Before the sun rises
Winter here in central Alberta started off being one of the best I can remember for landscape photography. We were treated to a few weeks of very special weather. Lots of freshly fallen snow. Hoar frost that seemingly lasted forever. Mornings of thick fog with the low angle of the sun extending the shooting time to almost noon. It was great.
Then came December. Kind of okay. January. Blecch! January was almost a whole month of gray, white sky days. The snow was looking old. The frost had long since left the trees. The Alberta prairie looked featureless.
Here we are in mid-February and winter looks like it might be winding down. I know better than to think that this is the end of the white, fluffy stuff. We’ve had too many Marches where there have been blizzards dumping oodles of snow and creating serpentine drifts across the prairie.

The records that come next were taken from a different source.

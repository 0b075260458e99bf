/*! Input reading utilities

- [LineReader]: lines of plain, gzip or xz files (or standard input).
- [Parallel]: pairs line-aligned streams, such as a payload file and its URL file.

!*/
mod parallel;
mod textreader;

pub use parallel::Parallel;
pub use textreader::{Compression, LineReader};
/*!
# IO utilities

Reading of the line-oriented files produced by preprocessing: document payloads, URLs
and candidate lists, possibly gzip or xz compressed.
!*/
mod payload;
pub mod reader;

pub use payload::Payload;
pub use reader::{LineReader, Parallel};
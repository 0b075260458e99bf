//! Per-line document payloads.
//!
//! Preprocessing stores one document per line, base64 encoded so that
//! the markup/text can hold newlines.
use base64::{engine::general_purpose, Engine as _};

use crate::error::Error;

#[derive(Debug, Clone, Copy, PartialEq, Eq)]
pub enum Payload {
    /// line is the base64 encoding of an utf-8 document
    Base64,
    /// line is the document itself
    Raw,
}

impl Payload {
    pub fn decode(&self, line: String) -> Result<String, Error> {
        match self {
            Payload::Raw => Ok(line),
            Payload::Base64 => {
                let bytes = general_purpose::STANDARD.decode(line.trim())?;
                Ok(String::from_utf8(bytes)?)
            }
        }
    }
}

impl Default for Payload {
    fn default() -> Self {
        Payload::Base64
    }
}
//! Sentence splitters.
//!
//! Both splitters normalize text the same way (blank lines are collapsed, surrounding
//! whitespace is removed) and drop segments rejected by [DigitsPunctuation].
use crate::{
    error::Error,
    filtering::{DigitsPunctuation, Filter},
};

use super::LineTransform;

/// Marker line emitted by the external splitter once a text has been processed.
pub const PARAGRAPH_MARKER: &str = "<P>";

pub trait SentenceSplitter {
    /// Split a document into sentences.
    fn split(&mut self, text: &str) -> Result<Vec<String>, Error>;
}

fn normalize(text: &str) -> String {
    text.replace("\n\n", "\n").trim().to_string()
}

fn keep(segments: &str, filter: &DigitsPunctuation) -> Vec<String> {
    segments
        .split('\n')
        .filter(|segment| filter.detect(*segment))
        .map(String::from)
        .collect()
}

/// Splitter backed by an external line transform (usually a [super::Process]).
///
/// The text is HTML-escaped and written as-is; segments are then read until
/// a [PARAGRAPH_MARKER] line, and unescaped.
pub struct Tokenizer<T> {
    transform: T,
    filter: DigitsPunctuation,
}

impl<T: LineTransform> Tokenizer<T> {
    pub fn new(transform: T) -> Self {
        Self {
            transform,
            filter: DigitsPunctuation::default(),
        }
    }
}

impl<T: LineTransform> SentenceSplitter for Tokenizer<T> {
    fn split(&mut self, text: &str) -> Result<Vec<String>, Error> {
        let text = normalize(text);
        self.transform
            .write_line(&html_escape::encode_quoted_attribute(&text))?;

        let mut segments = String::new();
        loop {
            let segment = self.transform.read_line()?.ok_or_else(|| {
                Error::Splitter(format!("output ended before {}", PARAGRAPH_MARKER))
            })?;
            let segment = segment.trim();
            trace!("segment: {}", segment);

            if segment == PARAGRAPH_MARKER {
                break;
            }
            if !segment.is_empty() {
                segments.push_str(segment);
                segments.push('\n');
            }
        }

        let segments = html_escape::decode_html_entities(&segments);
        Ok(keep(&segments, &self.filter))
    }
}

/// Splitter for already tokenized text: one sentence per line.
#[derive(Debug, Default)]
pub struct Newlines {
    filter: DigitsPunctuation,
}

impl SentenceSplitter for Newlines {
    fn split(&mut self, text: &str) -> Result<Vec<String>, Error> {
        Ok(keep(&normalize(text), &self.filter))
    }
}

impl<S: SentenceSplitter + ?Sized> SentenceSplitter for Box<S> {
    fn split(&mut self, text: &str) -> Result<Vec<String>, Error> {
        (**self).split(text)
    }
}
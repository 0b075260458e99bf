/*! Sentence extraction

Turns documents (plain text + URL) into `url\tsentence` lines:

- documents with an empty text are skipped,
- text is split using a [SentenceSplitter],
- sentences are trimmed, empty and too long ones (see [Prune]) are removed.
!*/
use std::vec::IntoIter;

use crate::{
    error::Error,
    filtering::{Filter, Prune},
    splitter::SentenceSplitter,
};

pub struct Extractor<S> {
    splitter: S,
    prune: Prune,
    documents: usize,
    sentences: usize,
}

impl<S: SentenceSplitter> Extractor<S> {
    pub fn new(splitter: S, prune: Prune) -> Self {
        Self {
            splitter,
            prune,
            documents: 0,
            sentences: 0,
        }
    }

    /// Extract the sentence lines of a single document.
    pub fn extract_document(&mut self, text: &str, url: &str) -> Result<Vec<String>, Error> {
        if text.is_empty() {
            return Ok(Vec::new());
        }

        let url = url.trim();
        let lines: Vec<String> = self
            .splitter
            .split(text)?
            .iter()
            .map(|sentence| sentence.trim())
            .filter(|sentence| !sentence.is_empty())
            .filter(|sentence| self.prune.detect(*sentence))
            .map(|sentence| format!("{}\t{}", url, sentence))
            .collect();

        self.documents += 1;
        self.sentences += lines.len();
        Ok(lines)
    }

    /// Lazily extract sentence lines from `(text, url)` documents.
    pub fn extract<I, T, U>(&mut self, documents: I) -> Sentences<'_, S, I::IntoIter>
    where
        I: IntoIterator<Item = Result<(T, U), Error>>,
        T: AsRef<str>,
        U: AsRef<str>,
    {
        Sentences {
            extractor: self,
            documents: documents.into_iter(),
            pending: Vec::new().into_iter(),
        }
    }

    /// Number of non-empty documents processed so far.
    pub fn documents(&self) -> usize {
        self.documents
    }

    /// Number of sentence lines produced so far.
    pub fn sentences(&self) -> usize {
        self.sentences
    }
}

/// Iterator over the sentence lines of a document stream. See [Extractor::extract].
pub struct Sentences<'a, S, I> {
    extractor: &'a mut Extractor<S>,
    documents: I,
    pending: IntoIter<String>,
}

impl<'a, S, I, T, U> Iterator for Sentences<'a, S, I>
where
    S: SentenceSplitter,
    I: Iterator<Item = Result<(T, U), Error>>,
    T: AsRef<str>,
    U: AsRef<str>,
{
    type Item = Result<String, Error>;

    fn next(&mut self) -> Option<Self::Item> {
        loop {
            if let Some(line) = self.pending.next() {
                return Some(Ok(line));
            }

            let (text, url) = match self.documents.next()? {
                Ok(document) => document,
                Err(e) => return Some(Err(e)),
            };

            match self
                .extractor
                .extract_document(text.as_ref(), url.as_ref())
            {
                Ok(lines) => self.pending = lines.into_iter(),
                Err(e) => return Some(Err(e)),
            }
        }
    }
}
//! # linkalign
//!
//! Document alignment tools for parallel corpus mining.
//!
//! ```sh
//! linkalign 0.1.0
//! document alignment tools.
//!
//! USAGE:
//!     linkalign <SUBCOMMAND>
//!
//! FLAGS:
//!     -h, --help       Prints help information
//!     -V, --version    Prints version information
//!
//! SUBCOMMANDS:
//!     extract    Extract and split sentences from plain text documents
//!     help       Prints this message or the help of the given subcommand(s)
//!     rescore    Rescore alignment candidates using the link structure of documents
//! ```
//!
//! Logging is configured through `RUST_LOG` (e.g. `RUST_LOG=info`).
use std::io::{BufWriter, Write};

use linkalign::{
    error::Error,
    extract::Extractor,
    filtering::Prune,
    index::{DocId, DocumentIndex},
    io::{LineReader, Parallel, Payload},
    rescore::Rescorer,
    splitter::{Newlines, Process, SentenceSplitter, Tokenizer},
};
use structopt::StructOpt;

#[macro_use]
extern crate log;

mod cli;

fn rescore(opt: cli::Rescore) -> Result<(), Error> {
    let payload = if opt.raw_html {
        Payload::Raw
    } else {
        Payload::Base64
    };

    let mut index = DocumentIndex::new();
    let mut offset: DocId = 1;
    for (html, url) in [(&opt.html1, &opt.url1), (&opt.html2, &opt.url2)] {
        info!("indexing {:?} ({:?})", html, url);
        let htmls = LineReader::open(html)?.map(|line| line.and_then(|l| payload.decode(l)));
        let urls = LineReader::open(url)?;
        offset = index.ingest(Parallel::new(htmls, urls), offset)?;
    }

    let records = match &opt.ridx {
        Some(ridx) => LineReader::open(ridx)?,
        None => LineReader::stdin()?,
    };

    let stdout = std::io::stdout();
    let mut out = BufWriter::new(stdout.lock());
    let mut rescorer = Rescorer::new(records, &index);
    for line in rescorer.by_ref() {
        writeln!(out, "{}", line?)?;
    }
    out.flush()?;

    info!(
        "rescored {} records ({} without candidates)",
        rescorer.rescored(),
        rescorer.skipped()
    );
    Ok(())
}

fn extract(opt: cli::Extract) -> Result<(), Error> {
    let splitter: Box<dyn SentenceSplitter> = match (&opt.splitter, opt.tokenized) {
        (_, true) => Box::new(Newlines::default()),
        (Some(command), false) => Box::new(Tokenizer::new(Process::spawn(command)?)),
        (None, false) => {
            return Err(Error::Custom(
                "a splitter command is needed unless --tokenized is used".to_string(),
            ))
        }
    };
    let prune = Prune::new(opt.prune_threshold, opt.prune_type);
    let mut extractor = Extractor::new(splitter, prune);

    let texts = LineReader::open(&opt.text)?
        .map(|line| line.and_then(|l| Payload::Base64.decode(l)));
    let urls = LineReader::open(&opt.url)?;

    let stdout = std::io::stdout();
    let mut out = BufWriter::new(stdout.lock());
    for line in extractor.extract(Parallel::new(texts, urls)) {
        writeln!(out, "{}", line?)?;
    }
    out.flush()?;

    info!(
        "extracted {} sentences from {} documents",
        extractor.sentences(),
        extractor.documents()
    );
    Ok(())
}

fn main() -> Result<(), Error> {
    env_logger::init();

    let opt = cli::LinkAlign::from_args();
    debug!("cli args\n{:#?}", opt);

    match opt {
        cli::LinkAlign::Rescore(r) => rescore(r)?,
        cli::LinkAlign::Extract(e) => extract(e)?,
    };
    Ok(())
}
/*! Line reading facilities

[LineReader] yields the lines of a text stream, one at a time.

Streams can be plain text, gzipped (possibly multi-member, like CommonCrawl files)
or xz-compressed. The kind of stream is detected from its first bytes, not from the file name.

!*/
use std::{
    fs::File,
    io::{BufRead, BufReader, Lines, Read},
    path::{Path, PathBuf},
};

use flate2::read::MultiGzDecoder;
use xz2::read::XzDecoder;

use crate::error::Error;

const GZIP_MAGIC: &[u8] = &[0x1f, 0x8b];
const XZ_MAGIC: &[u8] = &[0xfd, b'7', b'z', b'X', b'Z', 0x00];

/// Compression of a stream.
#[derive(Debug, Clone, Copy, PartialEq, Eq)]
pub enum Compression {
    Plain,
    Gzip,
    Xz,
}

impl Compression {
    /// Guess compression from the first bytes of a stream.
    pub fn detect(head: &[u8]) -> Self {
        if head.starts_with(GZIP_MAGIC) {
            Compression::Gzip
        } else if head.starts_with(XZ_MAGIC) {
            Compression::Xz
        } else {
            Compression::Plain
        }
    }
}

/// Reader that yields the newline separated lines of a (possibly compressed) stream.
///
/// Trailing `\n` and `\r\n` are removed.
pub struct LineReader<R> {
    path: PathBuf,
    lines: Lines<R>,
}

impl LineReader<Box<dyn BufRead>> {
    /// Open a file, transparently decompressing gzip and xz content.
    pub fn open(src: &Path) -> Result<Self, Error> {
        let file = File::open(src)?;
        Self::from_reader(src, file)
    }

    /// Read from standard input, transparently decompressing gzip and xz content.
    pub fn stdin() -> Result<Self, Error> {
        Self::from_reader(Path::new("-"), std::io::stdin())
    }

    /// Wrap a reader, detecting compression from the first bytes.
    ///
    /// `path` is only kept for logging purposes.
    pub fn from_reader<T>(path: &Path, reader: T) -> Result<Self, Error>
    where
        T: Read + 'static,
    {
        let mut br = BufReader::new(reader);
        let compression = Compression::detect(br.fill_buf()?);
        debug!("opening {:?} ({:?})", path, compression);

        let br: Box<dyn BufRead> = match compression {
            Compression::Plain => Box::new(br),
            Compression::Gzip => Box::new(BufReader::new(MultiGzDecoder::new(br))),
            Compression::Xz => Box::new(BufReader::new(XzDecoder::new_multi_decoder(br))),
        };

        Ok(Self::new(path, br))
    }
}

impl<R: BufRead> LineReader<R> {
    pub fn new(path: &Path, reader: R) -> Self {
        Self {
            path: path.to_path_buf(),
            lines: reader.lines(),
        }
    }
}

impl<R> LineReader<R> {
    pub fn path(&self) -> &PathBuf {
        &self.path
    }
}

impl<R: BufRead> Iterator for LineReader<R> {
    type Item = Result<String, Error>;

    fn next(&mut self) -> Option<Self::Item> {
        self.lines.next().map(|line| line.map_err(Error::Io))
    }
}
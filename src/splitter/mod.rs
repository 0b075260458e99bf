/*! Sentence splitting.

The actual splitting is delegated to an external tool, seen as a [LineTransform]
(write a line, read lines back). [Process] provides it over a child process.

[SentenceSplitter] is implemented by:
- [Tokenizer], which drives a [LineTransform],
- [Newlines], for text that is already one sentence per line.

!*/
mod tokenizer;
mod transform;

pub use tokenizer::{Newlines, SentenceSplitter, Tokenizer, PARAGRAPH_MARKER};
pub use transform::{LineTransform, Process};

I still have plenty of photos to process from the good days. Giving yourself some distance from your photography is always a good thing. It’s easy to look at something that you have just photographed or processed and NOT see the photo for what it really is. Our memory of taking the picture strongly influences how we see it. Ever notice how your favorite photo looks different to you two or three years later? It usually doesn’t look so good? That’s what I’m talking about.
The photos that I keep coming back to lately are the photos taken about half an hour before the sun has risen above the horizon. It’s an almost magical time. The light is softer. More things are hidden than are revealed. The light is quieter if that makes sense.
Mornings are arriving earlier by the day. During the shortest days of the year the sun was rising around 8:45 a.m. That would allow me to get up when I pleased and still be up for sunrise. Today the sun rises almost an hour earlier and a month from now another hour earlier.
Pretty soon we’ll be heading into the longest days of the year which means being up around 4:0oo a.m. to get the same kind of light. Then I won’t be photographing whites and blues but instead greens. Spring is around the corner and so are the early sunrises
Happy shooting,
Dan


Thanks for the commentary, Dan. Like most British people I am fascinated, too fascinated by the weather, and it was good to get an insight into the differences in your world.
Corinne Shields said this on February 15, 2013 at 12:10 am
@ Corinne, you’re welcome. Weather plays a much larger part in landscape photography than many realize. I think that it is perhaps even MORE important than the land form itself. BTW, things should start getting green around here by the early part of May.